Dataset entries

————————

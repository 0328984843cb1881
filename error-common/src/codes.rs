// Error codes implementation
// This module contains standardized error codes for the settlement core

pub mod validation {
    pub const INVALID_INPUT: &str = "VALIDATION_1001";
    pub const INVALID_CONFIGURATION: &str = "VALIDATION_1002";
}

pub mod database {
    pub const CONNECTION_FAILED: &str = "DB_4001";
    pub const QUERY_FAILED: &str = "DB_4002";
    pub const CONSTRAINT_VIOLATION: &str = "DB_4003";
}

pub mod billing {
    pub const INVALID_ORDER_AMOUNT: &str = "BILLING_5001";
    pub const INSUFFICIENT_FUNDS: &str = "BILLING_5002";
    pub const ORDER_NOT_FOUND: &str = "BILLING_5003";
    pub const ORDER_ALREADY_SETTLED: &str = "BILLING_5004";
    pub const ADMISSION_NOT_FOUND: &str = "BILLING_5005";
    pub const INVALID_DEPOSIT_AMOUNT: &str = "BILLING_5006";
    pub const DUPLICATE_ORDER: &str = "BILLING_5007";
    pub const PAYER_MISMATCH: &str = "BILLING_5008";
}

pub mod insurance {
    pub const INVALID_AMOUNT: &str = "INSURANCE_6001";
    pub const INVALID_PERCENTAGE: &str = "INSURANCE_6002";
    pub const INVALID_STATE: &str = "INSURANCE_6003";
    pub const DUPLICATE_CLAIM_NUMBER: &str = "INSURANCE_6004";
    pub const CLAIM_NUMBER_EXHAUSTED: &str = "INSURANCE_6005";
    pub const CLAIM_NOT_FOUND: &str = "INSURANCE_6006";
    pub const DUPLICATE_CLAIM: &str = "INSURANCE_6007";
    pub const COVERAGE_PLAN_NOT_FOUND: &str = "INSURANCE_6008";
}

————————

--- Exercise prompt ---
Retype the records above exactly, from their first line through the line that contains "pub const DUPLICATE_ORDER: &str", and stop there.

--- Output ---
repository 0328984843cb1881
filename error-common/src/codes.rs
// Error codes implementation
// This module contains standardized error codes for the settlement core

pub mod validation {
    pub const INVALID_INPUT: &str = "VALIDATION_1001";
    pub const INVALID_CONFIGURATION: &str = "VALIDATION_1002";
}

pub mod database {
    pub const CONNECTION_FAILED: &str = "DB_4001";
    pub const QUERY_FAILED: &str = "DB_4002";
    pub const CONSTRAINT_VIOLATION: &str = "DB_4003";
}

pub mod billing {
    pub const INVALID_ORDER_AMOUNT: &str = "BILLING_5001";
    pub const INSUFFICIENT_FUNDS: &str = "BILLING_5002";
    pub const ORDER_NOT_FOUND: &str = "BILLING_5003";
    pub const ORDER_ALREADY_SETTLED: &str = "BILLING_5004";
    pub const ADMISSION_NOT_FOUND: &str = "BILLING_5005";
    pub const INVALID_DEPOSIT_AMOUNT: &str = "BILLING_5006";
    pub const DUPLICATE_ORDER: &str = "BILLING_5007";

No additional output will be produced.